Mira a spiegare ai più piccoli che cos’è un terremoto e quali comportamenti adottare in caso di emergenza, attraverso il linguaggio immediato del fumetto e il supporto del sapere scientifico. E’ Orcolat 1976. Terremoto: istruzioni per l’uso, il progetto promosso dall’Ogs – Istituto nazionale di oceanografia e di geofisica sperimentale nel cinquantesimo anniversario del terremoto del Friuli.
L’opera, rivolta ai bambini della scuola primaria, è stata scritta e illustrata da Francesca “Fraffrog” Presentini, Stefano “The Sparker” Conte e Carlo “CID” Lauro. Oggi la presentazione all’Istituto Bearzi di Udine alla presenza dell’assessora regionale Alessia Rosolen: “Dentro questo fumetto i bambini scopriranno tante cose che forse non hanno mai sentito raccontare. È importante imparare a conoscere il nostro pianeta anche nei suoi aspetti più complessi, attraverso parole semplici ma capaci di trasmettere consapevolezza”, ha detto.
“I terremoti sono eventi che possono accadere nel corso della vita di una comunità – ha sottolineato Rosolen – ma affrontarli con consapevolezza e sapendo cosa fare significa poterli superare. La conoscenza è il primo strumento di prevenzione”.
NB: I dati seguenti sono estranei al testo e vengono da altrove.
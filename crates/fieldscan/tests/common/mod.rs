#![allow(dead_code)]

use fieldscan::types::ItemStatus;
use std::fs;
use std::io::Write;
use std::path::{Path, PathBuf};
use tempfile::TempDir;
use zip::write::SimpleFileOptions;
use zip::CompressionMethod;

/// A scratch tree with a `data` root and an `out` directory.
pub struct TestEnv {
    pub temp: TempDir,
}

impl TestEnv {
    pub fn new() -> Self {
        Self {
            temp: TempDir::new().expect("create temp dir"),
        }
    }

    pub fn root(&self) -> PathBuf {
        self.temp.path().join("data")
    }

    pub fn out(&self) -> PathBuf {
        self.temp.path().join("out")
    }

    /// Write `contents` under the data root, creating parents.
    pub fn write(&self, rel: &str, contents: impl AsRef<[u8]>) -> PathBuf {
        let path = self.root().join(rel);
        fs::create_dir_all(path.parent().unwrap()).unwrap();
        fs::write(&path, contents).unwrap();
        path
    }

    pub fn mkdir(&self, rel: &str) -> PathBuf {
        let path = self.root().join(rel);
        fs::create_dir_all(&path).unwrap();
        path
    }
}

/// Header plus rows of a written CSV.
pub fn read_csv(path: &Path) -> (Vec<String>, Vec<Vec<String>>) {
    let mut reader = csv::Reader::from_path(path).unwrap();
    let headers = reader.headers().unwrap().iter().map(String::from).collect();
    let rows = reader
        .records()
        .map(|r| r.unwrap().iter().map(String::from).collect())
        .collect();
    (headers, rows)
}

pub fn column(headers: &[String], name: &str) -> usize {
    headers
        .iter()
        .position(|h| h == name)
        .unwrap_or_else(|| panic!("missing column {name} in {headers:?}"))
}

/// Every row has a valid status, and a non-empty error unless it succeeded.
pub fn assert_status_invariants(headers: &[String], rows: &[Vec<String>]) {
    let status = column(headers, "status");
    let error = column(headers, "error");
    for row in rows {
        let parsed: ItemStatus = row[status].parse().expect("valid status");
        if parsed != ItemStatus::Success {
            assert!(!row[error].is_empty(), "missing error in {row:?}");
        }
    }
}

fn inline_row(index: usize, cells: &[&str]) -> String {
    let mut row = format!("<row r=\"{}\">", index);
    for (i, cell) in cells.iter().enumerate() {
        let reference = format!("{}{}", (b'A' + i as u8) as char, index);
        if cell.parse::<f64>().is_ok() {
            row.push_str(&format!("<c r=\"{}\"><v>{}</v></c>", reference, cell));
        } else {
            row.push_str(&format!(
                "<c r=\"{}\" t=\"inlineStr\"><is><t>{}</t></is></c>",
                reference, cell
            ));
        }
    }
    row.push_str("</row>");
    row
}

/// Minimal XLSX with one worksheet per `(name, rows)`.
pub fn write_xlsx(path: &Path, sheets: &[(&str, Vec<Vec<&str>>)]) {
    const MAIN: &str = "http://schemas.openxmlformats.org/spreadsheetml/2006/main";
    const REL: &str = "http://schemas.openxmlformats.org/officeDocument/2006/relationships";

    fs::create_dir_all(path.parent().unwrap()).unwrap();
    let mut zip = zip::ZipWriter::new(fs::File::create(path).unwrap());
    let options = SimpleFileOptions::default().compression_method(CompressionMethod::Stored);

    let mut overrides = String::new();
    let mut entries = String::new();
    let mut rels = String::new();
    for (i, (name, _)) in sheets.iter().enumerate() {
        let n = i + 1;
        overrides.push_str(&format!(
            "<Override PartName=\"/xl/worksheets/sheet{n}.xml\" ContentType=\"application/vnd.openxmlformats-officedocument.spreadsheetml.worksheet+xml\"/>"
        ));
        entries.push_str(&format!("<sheet name=\"{name}\" sheetId=\"{n}\" r:id=\"rId{n}\"/>"));
        rels.push_str(&format!(
            "<Relationship Id=\"rId{n}\" Type=\"{REL}/worksheet\" Target=\"worksheets/sheet{n}.xml\"/>"
        ));
    }

    let files = vec![
        (
            "[Content_Types].xml".to_string(),
            format!(
                "<?xml version=\"1.0\" encoding=\"UTF-8\"?><Types xmlns=\"http://schemas.openxmlformats.org/package/2006/content-types\"><Default Extension=\"rels\" ContentType=\"application/vnd.openxmlformats-package.relationships+xml\"/><Default Extension=\"xml\" ContentType=\"application/xml\"/><Override PartName=\"/xl/workbook.xml\" ContentType=\"application/vnd.openxmlformats-officedocument.spreadsheetml.sheet.main+xml\"/>{overrides}</Types>"
            ),
        ),
        (
            "_rels/.rels".to_string(),
            format!(
                "<?xml version=\"1.0\" encoding=\"UTF-8\"?><Relationships xmlns=\"http://schemas.openxmlformats.org/package/2006/relationships\"><Relationship Id=\"rId1\" Type=\"{REL}/officeDocument\" Target=\"xl/workbook.xml\"/></Relationships>"
            ),
        ),
        (
            "xl/workbook.xml".to_string(),
            format!(
                "<?xml version=\"1.0\" encoding=\"UTF-8\"?><workbook xmlns=\"{MAIN}\" xmlns:r=\"{REL}\"><sheets>{entries}</sheets></workbook>"
            ),
        ),
        (
            "xl/_rels/workbook.xml.rels".to_string(),
            format!(
                "<?xml version=\"1.0\" encoding=\"UTF-8\"?><Relationships xmlns=\"http://schemas.openxmlformats.org/package/2006/relationships\">{rels}</Relationships>"
            ),
        ),
    ];
    for (name, body) in files {
        zip.start_file(name, options).unwrap();
        zip.write_all(body.as_bytes()).unwrap();
    }

    for (i, (_, rows)) in sheets.iter().enumerate() {
        let data: String = rows
            .iter()
            .enumerate()
            .map(|(r, cells)| inline_row(r + 1, cells))
            .collect();
        zip.start_file(format!("xl/worksheets/sheet{}.xml", i + 1), options)
            .unwrap();
        zip.write_all(
            format!(
                "<?xml version=\"1.0\" encoding=\"UTF-8\"?><worksheet xmlns=\"{MAIN}\"><sheetData>{data}</sheetData></worksheet>"
            )
            .as_bytes(),
        )
        .unwrap();
    }
    zip.finish().unwrap();
}

/// Insert an APP1 EXIF segment carrying Make and Model after the JPEG SOI.
pub fn splice_exif(jpeg: &[u8], make: &str, model: &str) -> Vec<u8> {
    let make = format!("{make}\0");
    let model = format!("{model}\0");
    let data_start = 8 + 2 + 2 * 12 + 4;

    let mut tiff = Vec::new();
    tiff.extend_from_slice(b"II\x2A\x00");
    tiff.extend_from_slice(&8u32.to_le_bytes());
    tiff.extend_from_slice(&2u16.to_le_bytes());
    let mut offset = data_start as u32;
    for (tag, text) in [(0x010Fu16, &make), (0x0110u16, &model)] {
        tiff.extend_from_slice(&tag.to_le_bytes());
        tiff.extend_from_slice(&2u16.to_le_bytes());
        tiff.extend_from_slice(&(text.len() as u32).to_le_bytes());
        tiff.extend_from_slice(&offset.to_le_bytes());
        offset += text.len() as u32;
    }
    tiff.extend_from_slice(&0u32.to_le_bytes());
    tiff.extend_from_slice(make.as_bytes());
    tiff.extend_from_slice(model.as_bytes());

    let mut segment = vec![0xFF, 0xE1];
    segment.extend_from_slice(&((2 + 6 + tiff.len()) as u16).to_be_bytes());
    segment.extend_from_slice(b"Exif\0\0");
    segment.extend_from_slice(&tiff);

    let mut out = jpeg[..2].to_vec();
    out.extend_from_slice(&segment);
    out.extend_from_slice(&jpeg[2..]);
    out
}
L’assessora ha quindi richiamato lo spirito di solidarietà che caratterizzò il Friuli dopo il sisma del 1976: “Il Friuli ha saputo rialzarsi grazie all’aiuto arrivato da tutto il mondo e grazie alla forza della propria comunità. Tutto è affrontabile quando si resta uniti e si è accanto gli uni agli altri”.
Rosolen ha quindi invitato i bambini a guardare con interesse e fiducia alla conoscenza: “Dobbiamo imparare a conoscere il pianeta in tutte le sue sfaccettature. Non abbiate mai paura”.